The Tokyo Olympics and European Championships in Paris were the focus of her attention all winter, but when they were both wiped off the calendar Bolingo found it hard to keep up the same intensity.
“After that I said: ‘Why am I training? The big championship is gone.’ But then I (said): ‘I’m an athlete and I have no choice but to train. If I don’t, what else will I do?’”
She continued doing what she could as Belgium went into lockdown, and after a break from training following the death of her father, Bolingo returned early in the summer and began to build up slowly, hoping for some races later in the year.
“I was so tired in my body and mind,” she says. “But it’s important to not give up.”
She started off with a series of 100m and 200m races in August before targeting a 300m in Huizingen. There she smashed the Belgian record of 37.47, which had been held by Sandra Stals since 1999, Bolingo clocking 37.18. A week later she went even quicker, running 36.54 in Heusden.
“I was so happy,” she says. “It was a small victory for me. It was only 300m but it was so good to run a good time for this season. If I am able to run 36 in 300m, I hope this time helps me run a good 400m next year.”
Her goals on the track for 2021 are straightforward.
“I want to get back to my previous level,” she says. “But I’d like to be healthy.

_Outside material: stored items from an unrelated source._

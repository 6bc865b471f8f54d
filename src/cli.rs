use std::io::Read;

use anyhow::{Context, Result};

use crate::batch::Batch;
use crate::config;
use crate::connector::execute::run_batch;
use crate::connector::http::ReqwestClient;
use crate::connector::schema;
use crate::credential::Credential;

/// Run a batch read from a file argument or stdin and print one output
/// record per line.
pub async fn handle_run(args: &[String]) -> Result<()> {
    let text = read_batch_input(args.first().map(String::as_str))?;
    let batch = parse_batch(&text)?;
    let credential = load_credential()?;
    let client = ReqwestClient::new();
    let output = run_batch(&client, &credential, &batch).await?;
    for record in &output {
        println!("{}", serde_json::to_string(record)?);
    }
    Ok(())
}

pub fn handle_describe() -> Result<()> {
    println!("{}", serde_json::to_string_pretty(&schema::descriptor())?);
    Ok(())
}

/// Issue the credential self-test call against the configured instance.
pub async fn handle_test() -> Result<()> {
    let credential = load_credential()?;
    let client = ReqwestClient::new();
    credential
        .verify(&client)
        .await
        .context("Credential test failed")?;
    println!("Credential OK: {}", credential.base_url());
    Ok(())
}

fn load_credential() -> Result<Credential> {
    let config = config::load_config()?;
    let youtrack = config
        .youtrack
        .context("No [youtrack] section in ~/.ytconnect/config.toml")?;
    let base_url = youtrack.base_url()?;
    Ok(Credential::new(base_url, youtrack.token))
}

fn read_batch_input(path: Option<&str>) -> Result<String> {
    match path {
        Some(path) => std::fs::read_to_string(path)
            .with_context(|| format!("Failed to read batch from {path}")),
        None => {
            let mut text = String::new();
            std::io::stdin()
                .read_to_string(&mut text)
                .context("Failed to read batch from stdin")?;
            Ok(text)
        }
    }
}

pub fn parse_batch(text: &str) -> Result<Batch> {
    serde_json::from_str(text).context("Failed to parse batch JSON")
}

pub fn print_help() {
    println!("ytconnect — run YouTrack API actions over a batch of records\n");
    println!("USAGE:");
    println!("  ytconnect run [batch.json]  Execute a batch (reads stdin when no file is given)");
    println!("  ytconnect describe          Print the parameter schema as JSON");
    println!("  ytconnect test              Check the configured credentials");
    println!();
    println!("CONFIG (~/.ytconnect/config.toml):");
    println!("  [youtrack]");
    println!("  url = \"https://example.youtrack.cloud\"   # or: domain = \"example\"");
    println!("  token = \"perm:...\"");
    println!();
    println!("EXAMPLES:");
    println!("  echo '{{\"resource\": \"agile\"}}' | ytconnect run");
    println!("  ytconnect run batch.json");
}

If you don’t have health, you can’t do anything.”
As hard as they’ve been, the past 18 months have taught her to take a far more holistic approach, not just in sport but in her approach to life.
“We always say: ‘Tomorrow, in two years, in 10 years, I’ll be with my family, my children,’” she says. “But after the death of my dad and the long injury, now I’d like to be able to live in the moment. It’s the big lesson of my life: to live in this moment.”